For recall response proliferation, primed CD4⁺ T cells were stained with Cell Proliferation Dye eFluor^® 670 (eBioscience, CA, USA) and plated with DC^UT from the same donor used for priming (10:1, T:DC). After 3 days of stimulation, T cells were collected, washed, and proliferation was evaluated by flow cytometry.

To evaluate the suppressive activity of T(DC^IL−10), T(DC^{IL−10−LPS}), or T(DC^{IL−10−POLI}) cells, we stained total CD4⁺ T cells (responder cells) autologous to T cells used in priming with Cell Proliferation Dye eFluor^® 450 (eBioscience, CA, USA), and activated them with mDC from the same donor used for priming. T(DC^IL−10), T(DC^{IL−10−LPS}), or T(DC^{IL−10−POLI}) cells stained with Cell Proliferation Dye eFluor^® 670 (eBioscience, CA, USA), were added at a 1:1 ratio with responder cells (total T:DC ratio is 10:1).
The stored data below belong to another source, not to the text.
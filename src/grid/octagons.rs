use super::lattice::{CellRef, Lattice};
use super::tiling::{CellPolygon, PolygonRole, Tiling, TilingKind};
use crate::error::GeometryError;
use crate::image::Rect;
use nalgebra::Point2;

/// Truncated-square tiling. Each cell owns the eight corners of one octagon,
/// listed clockwise from the top-left of its top edge. A second octagon sits
/// diagonally between four cells and two filler squares close the gaps.
#[derive(Clone, Copy, Debug, Default)]
pub struct Octagons;

const MAIN: [(isize, isize, usize); 8] = [
    (0, 0, 0),
    (0, 0, 1),
    (0, 0, 2),
    (0, 0, 3),
    (0, 0, 4),
    (0, 0, 5),
    (0, 0, 6),
    (0, 0, 7),
];
const AUXILIARY: [(isize, isize, usize); 8] = [
    (0, 0, 3),
    (0, 1, 6),
    (0, 1, 5),
    (1, 1, 0),
    (1, 1, 7),
    (1, 0, 2),
    (1, 0, 1),
    (0, 0, 4),
];
const MAIN_SQUARE: [(isize, isize, usize); 4] = [(0, 0, 2), (0, 1, 7), (0, 1, 6), (0, 0, 3)];
const AUXILIARY_SQUARE: [(isize, isize, usize); 4] =
    [(0, 0, 5), (0, 0, 4), (1, 0, 1), (1, 0, 0)];

impl Tiling for Octagons {
    fn kind(&self) -> TilingKind {
        TilingKind::Octagons
    }

    fn multiplicity(&self) -> usize {
        8
    }

    fn build_lattice(&self, rect: Rect, tile_size: f64) -> Lattice {
        let side = tile_size / (2f64.sqrt() + 1.0);
        let leg = side * 2f64.sqrt() * 0.5;
        let period = tile_size + side;
        let rows = ((rect.h as f64 + period - 1.0) / period) as usize;
        let cols = ((rect.w as f64 + period * 2.0 - 1.0) / period) as usize;
        let mut lattice = Lattice::new(rows, cols, 8);
        let (x1, y1) = (rect.x as f64, rect.y as f64);

        let cells: Vec<_> = lattice.padded_cells().collect();
        for (pts, (i, j)) in lattice.vertices_mut().chunks_exact_mut(8).zip(cells) {
            let p0 = Point2::new(x1 + period * j as f64, y1 + period * i as f64);
            let p1 = Point2::new(p0.x + side, p0.y);
            let p2 = Point2::new(p0.x + leg + side, p0.y + leg);
            let p3 = Point2::new(p2.x, p0.y + leg + side);
            let p4 = Point2::new(p1.x, p0.y + 2.0 * leg + side);
            let p5 = Point2::new(p0.x, p4.y);
            let p6 = Point2::new(p0.x - leg, p3.y);
            let p7 = Point2::new(p6.x, p2.y);
            pts.copy_from_slice(&[p0, p1, p2, p3, p4, p5, p6, p7]);
        }
        lattice
    }

    fn cell_polygons(&self, cell: CellRef<'_>) -> Result<Vec<CellPolygon>, GeometryError> {
        Ok(vec![
            CellPolygon::assemble(PolygonRole::MainOctagon, &cell, &MAIN)?,
            CellPolygon::assemble(PolygonRole::AuxiliaryOctagon, &cell, &AUXILIARY)?,
            CellPolygon::assemble(PolygonRole::MainSquare, &cell, &MAIN_SQUARE)?,
            CellPolygon::assemble(PolygonRole::AuxiliarySquare, &cell, &AUXILIARY_SQUARE)?,
        ])
    }
}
After 4 days, the percentages of divided responder T cells were calculated by proliferation dye dilution by flow cytometer.

Cytokine Determination

For DC, the indicated number of cells were plated in 200 μl of final volume and left unstimulated or activated with 200 ng/ml of LPS (Sigma, CA, USA) and 50 ng/ml of IFN-γ (R&D System, MN, USA). Supernatants were collected after 48 h and levels of IL-6, IL-10, IL-12, and TNF-α were tested.
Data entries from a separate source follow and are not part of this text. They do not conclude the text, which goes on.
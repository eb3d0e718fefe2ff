use std::cell::Cell;
use tile_mosaic::{OwnedRaster, RasterSurface, SurfaceError};

/// Uniform surface of `channels` samples per pixel.
pub fn uniform(width: usize, height: usize, channels: usize, value: u8) -> OwnedRaster {
    OwnedRaster::filled(width, height, channels, &[value; 4][..channels])
}

/// RGB surface that is `dark` left of column `edge_x` and `bright` from it on.
pub fn vertical_edge(width: usize, height: usize, edge_x: usize, dark: u8, bright: u8) -> OwnedRaster {
    let mut data = Vec::with_capacity(width * height * 3);
    for _ in 0..height {
        for x in 0..width {
            let v = if x < edge_x { dark } else { bright };
            data.extend_from_slice(&[v, v, v]);
        }
    }
    OwnedRaster::from_raw(width, height, 3, data).expect("sized buffer")
}

/// Wraps a surface and counts block reads and writes.
pub struct CountingSurface<S> {
    pub inner: S,
    pub reads: Cell<usize>,
    pub writes: usize,
}

impl<S: RasterSurface> CountingSurface<S> {
    pub fn new(inner: S) -> Self {
        Self {
            inner,
            reads: Cell::new(0),
            writes: 0,
        }
    }
}

impl<S: RasterSurface> RasterSurface for CountingSurface<S> {
    fn width(&self) -> usize {
        self.inner.width()
    }

    fn height(&self) -> usize {
        self.inner.height()
    }

    fn channels(&self) -> usize {
        self.inner.channels()
    }

    fn get_block(&self, x: usize, y: usize, w: usize, h: usize) -> Result<Vec<u8>, SurfaceError> {
        self.reads.set(self.reads.get() + 1);
        self.inner.get_block(x, y, w, h)
    }

    fn set_block(
        &mut self,
        x: usize,
        y: usize,
        w: usize,
        h: usize,
        data: &[u8],
    ) -> Result<(), SurfaceError> {
        self.writes += 1;
        self.inner.set_block(x, y, w, h, data)
    }
}

/// Surface that claims an unsupported channel count.
pub struct FiveChannels;

impl RasterSurface for FiveChannels {
    fn width(&self) -> usize {
        16
    }

    fn height(&self) -> usize {
        16
    }

    fn channels(&self) -> usize {
        5
    }

    fn get_block(&self, _x: usize, _y: usize, _w: usize, _h: usize) -> Result<Vec<u8>, SurfaceError> {
        panic!("pixels must not be read for a rejected request");
    }

    fn set_block(
        &mut self,
        _x: usize,
        _y: usize,
        _w: usize,
        _h: usize,
        _data: &[u8],
    ) -> Result<(), SurfaceError> {
        panic!("pixels must not be written for a rejected request");
    }
}
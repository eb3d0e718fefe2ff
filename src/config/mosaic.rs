use crate::image::Rect;
use crate::MosaicParams;
use serde::Deserialize;
use std::fs;
use std::path::{Path, PathBuf};

#[derive(Debug, Deserialize)]
pub struct MosaicToolConfig {
    #[serde(rename = "input")]
    pub input: PathBuf,
    /// Region to process; the whole image when absent
    #[serde(default)]
    pub rect: Option<Rect>,
    #[serde(default)]
    pub params: MosaicParams,
    pub output: MosaicOutputConfig,
    /// Render through the preview path and save only the processed rect
    #[serde(default)]
    pub preview: bool,
}

#[derive(Debug, Deserialize)]
pub struct MosaicOutputConfig {
    pub image: PathBuf,
    #[serde(default)]
    pub report_json: Option<PathBuf>,
}

#[derive(Debug, Deserialize)]
pub struct GradientDumpConfig {
    #[serde(rename = "input")]
    pub input: PathBuf,
    #[serde(default)]
    pub rect: Option<Rect>,
    #[serde(default)]
    pub params: MosaicParams,
    pub output_dir: PathBuf,
}

impl MosaicToolConfig {
    pub fn rect_or_full(&self, width: usize, height: usize) -> Rect {
        self.rect.unwrap_or(Rect::new(0, 0, width, height))
    }
}

pub fn load_config(path: &Path) -> Result<MosaicToolConfig, String> {
    read_json(path)
}

pub fn load_gradient_config(path: &Path) -> Result<GradientDumpConfig, String> {
    read_json(path)
}

fn read_json<T: for<'de> Deserialize<'de>>(path: &Path) -> Result<T, String> {
    let data = fs::read_to_string(path)
        .map_err(|e| format!("Failed to read config {}: {e}", path.display()))?;
    serde_json::from_str(&data)
        .map_err(|e| format!("Failed to parse config {}: {e}", path.display()))
}

#[cfg(test)]
mod tests {
    use super::*;
    use crate::grid::TilingKind;

    #[test]
    fn minimal_config_uses_default_params() {
        let cfg: MosaicToolConfig = serde_json::from_str(
            r#"{"input": "in.png", "output": {"image": "out.png"}}"#,
        )
        .expect("parses");
        assert_eq!(cfg.params, MosaicParams::default());
        assert!(!cfg.preview);
        assert_eq!(cfg.rect_or_full(30, 20), Rect::new(0, 0, 30, 20));
    }

    #[test]
    fn explicit_rect_and_params() {
        let cfg: MosaicToolConfig = serde_json::from_str(
            r#"{
                "input": "in.png",
                "rect": {"x": 4, "y": 5, "w": 10, "h": 12},
                "params": {"tiling": "octagons", "seed": 42},
                "output": {"image": "out.png", "report_json": "out/report.json"},
                "preview": true
            }"#,
        )
        .expect("parses");
        assert_eq!(cfg.rect, Some(Rect::new(4, 5, 10, 12)));
        assert_eq!(cfg.params.tiling, TilingKind::Octagons);
        assert_eq!(cfg.params.seed, 42);
        assert!(cfg.preview);
    }
}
For CD4⁺ T cells, IL-10, and IFN-γ production was quantified in co-culture supernatants. Cytokine concentration was evaluated by standard sandwich ELISA, with purified and biotinylated antibody couples (Becton Dickinson, CA, USA).

Mice

NSG, Balb/c and C57Bl/6 female mice were purchased from Charles-River Italia. All mice were fed standard laboratory diet and maintained under standard laboratory conditions free of specific pathogens. All animal care procedures were performed according to protocols approved by the OSR Institutional Animal Care and Use Committee (IACUC protocol #488, #632, and #748), following the 3R principles (replacement, reduction, and refinement) and the Decreto Legislativo #116 dated January 27th, 1992, from the Italian Parliament.
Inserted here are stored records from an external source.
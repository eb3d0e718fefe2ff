//! Host raster surface abstraction.
//!
//! The mosaic core never owns the image it works on. It talks to the host
//! through [`RasterSurface`]: query geometry, read a rectangular block, write a
//! rectangular block back. Blocks are row-major with interleaved 8-bit
//! channels.
use serde::{Deserialize, Serialize};
use thiserror::Error;

/// Largest supported channel count (RGBA).
pub const MAX_CHANNELS: usize = 4;

/// Axis-aligned pixel rectangle `[x, x + w) × [y, y + h)`.
#[derive(Clone, Copy, Debug, PartialEq, Eq, Serialize, Deserialize)]
pub struct Rect {
    pub x: usize,
    pub y: usize,
    pub w: usize,
    pub h: usize,
}

impl Rect {
    pub const fn new(x: usize, y: usize, w: usize, h: usize) -> Self {
        Self { x, y, w, h }
    }

    /// Exclusive right edge.
    #[inline]
    pub fn x2(&self) -> usize {
        self.x + self.w
    }

    /// Exclusive bottom edge.
    #[inline]
    pub fn y2(&self) -> usize {
        self.y + self.h
    }

    #[inline]
    pub fn is_empty(&self) -> bool {
        self.w == 0 || self.h == 0
    }

    /// Whether `self` lies entirely inside a `width × height` image.
    pub fn fits_within(&self, width: usize, height: usize) -> bool {
        self.x2() <= width && self.y2() <= height
    }

    #[inline]
    pub fn contains(&self, x: i64, y: i64) -> bool {
        x >= self.x as i64 && x < self.x2() as i64 && y >= self.y as i64 && y < self.y2() as i64
    }

    #[inline]
    pub fn area(&self) -> usize {
        self.w * self.h
    }
}

#[derive(Debug, Error)]
pub enum SurfaceError {
    #[error("block {x},{y} {w}x{h} lies outside the {width}x{height} surface")]
    OutOfBounds {
        x: usize,
        y: usize,
        w: usize,
        h: usize,
        width: usize,
        height: usize,
    },
    #[error("buffer holds {actual} bytes, expected {expected}")]
    BufferLength { expected: usize, actual: usize },
}

/// Image surface the mosaic reads from and writes into.
pub trait RasterSurface {
    fn width(&self) -> usize;
    fn height(&self) -> usize;
    /// Channels per pixel; the last one is alpha when the count is even.
    fn channels(&self) -> usize;

    fn get_block(&self, x: usize, y: usize, w: usize, h: usize) -> Result<Vec<u8>, SurfaceError>;

    fn set_block(
        &mut self,
        x: usize,
        y: usize,
        w: usize,
        h: usize,
        data: &[u8],
    ) -> Result<(), SurfaceError>;

    fn get_pixel(&self, x: usize, y: usize) -> Result<Vec<u8>, SurfaceError> {
        self.get_block(x, y, 1, 1)
    }

    fn set_pixel(&mut self, x: usize, y: usize, pixel: &[u8]) -> Result<(), SurfaceError> {
        self.set_block(x, y, 1, 1, pixel)
    }
}

/// Heap-backed surface with contiguous rows.
#[derive(Clone, Debug, PartialEq, Eq)]
pub struct OwnedRaster {
    width: usize,
    height: usize,
    channels: usize,
    data: Vec<u8>,
}

impl OwnedRaster {
    /// Surface with every pixel set to `pixel[..channels]`.
    pub fn filled(width: usize, height: usize, channels: usize, pixel: &[u8]) -> Self {
        let mut data = Vec::with_capacity(width * height * channels);
        for _ in 0..width * height {
            data.extend_from_slice(&pixel[..channels]);
        }
        Self {
            width,
            height,
            channels,
            data,
        }
    }

    pub fn from_raw(
        width: usize,
        height: usize,
        channels: usize,
        data: Vec<u8>,
    ) -> Result<Self, SurfaceError> {
        let expected = width * height * channels;
        if data.len() != expected {
            return Err(SurfaceError::BufferLength {
                expected,
                actual: data.len(),
            });
        }
        Ok(Self {
            width,
            height,
            channels,
            data,
        })
    }

    pub fn data(&self) -> &[u8] {
        &self.data
    }

    pub fn into_raw(self) -> Vec<u8> {
        self.data
    }

    #[inline]
    pub fn pixel(&self, x: usize, y: usize) -> &[u8] {
        let o = (y * self.width + x) * self.channels;
        &self.data[o..o + self.channels]
    }

    #[inline]
    pub fn pixel_mut(&mut self, x: usize, y: usize) -> &mut [u8] {
        let o = (y * self.width + x) * self.channels;
        let c = self.channels;
        &mut self.data[o..o + c]
    }

    fn check_block(&self, x: usize, y: usize, w: usize, h: usize) -> Result<(), SurfaceError> {
        if Rect::new(x, y, w, h).fits_within(self.width, self.height) {
            Ok(())
        } else {
            Err(SurfaceError::OutOfBounds {
                x,
                y,
                w,
                h,
                width: self.width,
                height: self.height,
            })
        }
    }
}

impl RasterSurface for OwnedRaster {
    fn width(&self) -> usize {
        self.width
    }

    fn height(&self) -> usize {
        self.height
    }

    fn channels(&self) -> usize {
        self.channels
    }

    fn get_block(&self, x: usize, y: usize, w: usize, h: usize) -> Result<Vec<u8>, SurfaceError> {
        self.check_block(x, y, w, h)?;
        let row_len = w * self.channels;
        let mut out = Vec::with_capacity(row_len * h);
        for yy in y..y + h {
            let start = (yy * self.width + x) * self.channels;
            out.extend_from_slice(&self.data[start..start + row_len]);
        }
        Ok(out)
    }

    fn set_block(
        &mut self,
        x: usize,
        y: usize,
        w: usize,
        h: usize,
        data: &[u8],
    ) -> Result<(), SurfaceError> {
        self.check_block(x, y, w, h)?;
        let row_len = w * self.channels;
        if data.len() != row_len * h {
            return Err(SurfaceError::BufferLength {
                expected: row_len * h,
                actual: data.len(),
            });
        }
        for (row, src) in data.chunks_exact(row_len.max(1)).enumerate().take(h) {
            let start = ((y + row) * self.width + x) * self.channels;
            self.data[start..start + row_len].copy_from_slice(src);
        }
        Ok(())
    }
}

#[cfg(test)]
mod tests {
    use super::*;

    #[test]
    fn block_roundtrip_preserves_neighbours() {
        let mut surface = OwnedRaster::filled(4, 3, 3, &[1, 2, 3]);
        surface
            .set_block(1, 1, 2, 1, &[9, 9, 9, 8, 8, 8])
            .expect("block inside surface");
        assert_eq!(surface.pixel(0, 1), &[1, 2, 3]);
        assert_eq!(surface.pixel(1, 1), &[9, 9, 9]);
        assert_eq!(surface.pixel(2, 1), &[8, 8, 8]);
        assert_eq!(surface.pixel(3, 1), &[1, 2, 3]);
        let block = surface.get_block(1, 1, 2, 1).expect("readable");
        assert_eq!(block, vec![9, 9, 9, 8, 8, 8]);
    }

    #[test]
    fn out_of_bounds_block_is_rejected() {
        let surface = OwnedRaster::filled(4, 4, 4, &[0, 0, 0, 255]);
        assert!(matches!(
            surface.get_block(3, 0, 2, 1),
            Err(SurfaceError::OutOfBounds { .. })
        ));
    }
}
Modulation of Immune Response in Humanized Mice

Two–five days old NSG (NOD.Cg-PrkDC^cid Il2rg^tm1WjI/SzJ, JAX mouse strain) mice were sub-lethally irradiated (1.5cGy) and injected intra-hepatically 5–7 h later with 10⁵ CD34⁺ (purity ≥ 95%, Lonza), as previously described (28). Percentages of human cells in peripheral blood were monitored by flow cytometry starting from 8 weeks post-transplant. Once human engraftment was stable and T cell repopulation detectable (usually around 11–13 weeks post-transplant), humanized mice (huMice) were immunized by intravenous injection (i.v.) of 5 × 10⁶ irradiated allogeneic CD3⁻ cells (6,000 rad), magnetically isolated with Dynabeads CD3 (Thermo Fisher Scientific, MA, USA) from human PBMC. One week later, human T cell percentages were assessed by flow cytometry, huMice were randomly assigned to experimental groups and injected with 3 × 10⁵ un-transduced DC, or 3 × 10⁵ un-transduced plus 3 × 10⁵ transduced DC, differentiated from CD14⁺ monocytes isolated from the same donor used for CD3⁻ purification. After peripheral blood phenotyping at day 10 and 13, huMice were suppressed at day 13 and peripheral blood harvested.

Murine DC Differentiation and Transduction

Female Balb/c mice were sacrificed and bone marrow (BM) was harvested. BM cells were cultured in IMDM (Lonza, Switzerland) with 10% fetal bovine serum (FBS) (Euroclone, Italy), 100 U/ml penicillin/streptomycin (Lonza, Switzerland), 2 mM L-glutamine (Lonza, Switzerland), at 10⁶ cells/ml in a 1 ml volume in a 24-well culture plate, supplemented with rmGM-CSF (R&D Systems, MN, USA) at 25 ng/ml for 9 days at 37°C with 5% CO₂. One ml per well of fresh pre-warmed medium with rmGM-CSF, at final concentration as above, was added on day 3 and, after removal of 1 ml of supernatant from the culture, at day 5. DC were activated at day 7 with 200 ng/ml of LPS (Sigma Aldrich, CA, USA). For DC transduction, cells were transduced with indicated vectors at MOI of 10 at day 2.

Splenocyte Stimulation

Spleen mononuclear cells were isolated from female C57Bl/6 (H-2b) mice and stained with Proliferation Dye eFluor^® 670 (eBioscience, CA, USA). 10⁵ splenocytes were plated with 10⁴ DC^GFP or DC^IL−10 differentiated from BM of female Balb/c mice and collected after 5 days to assess the proliferation by dye dilution.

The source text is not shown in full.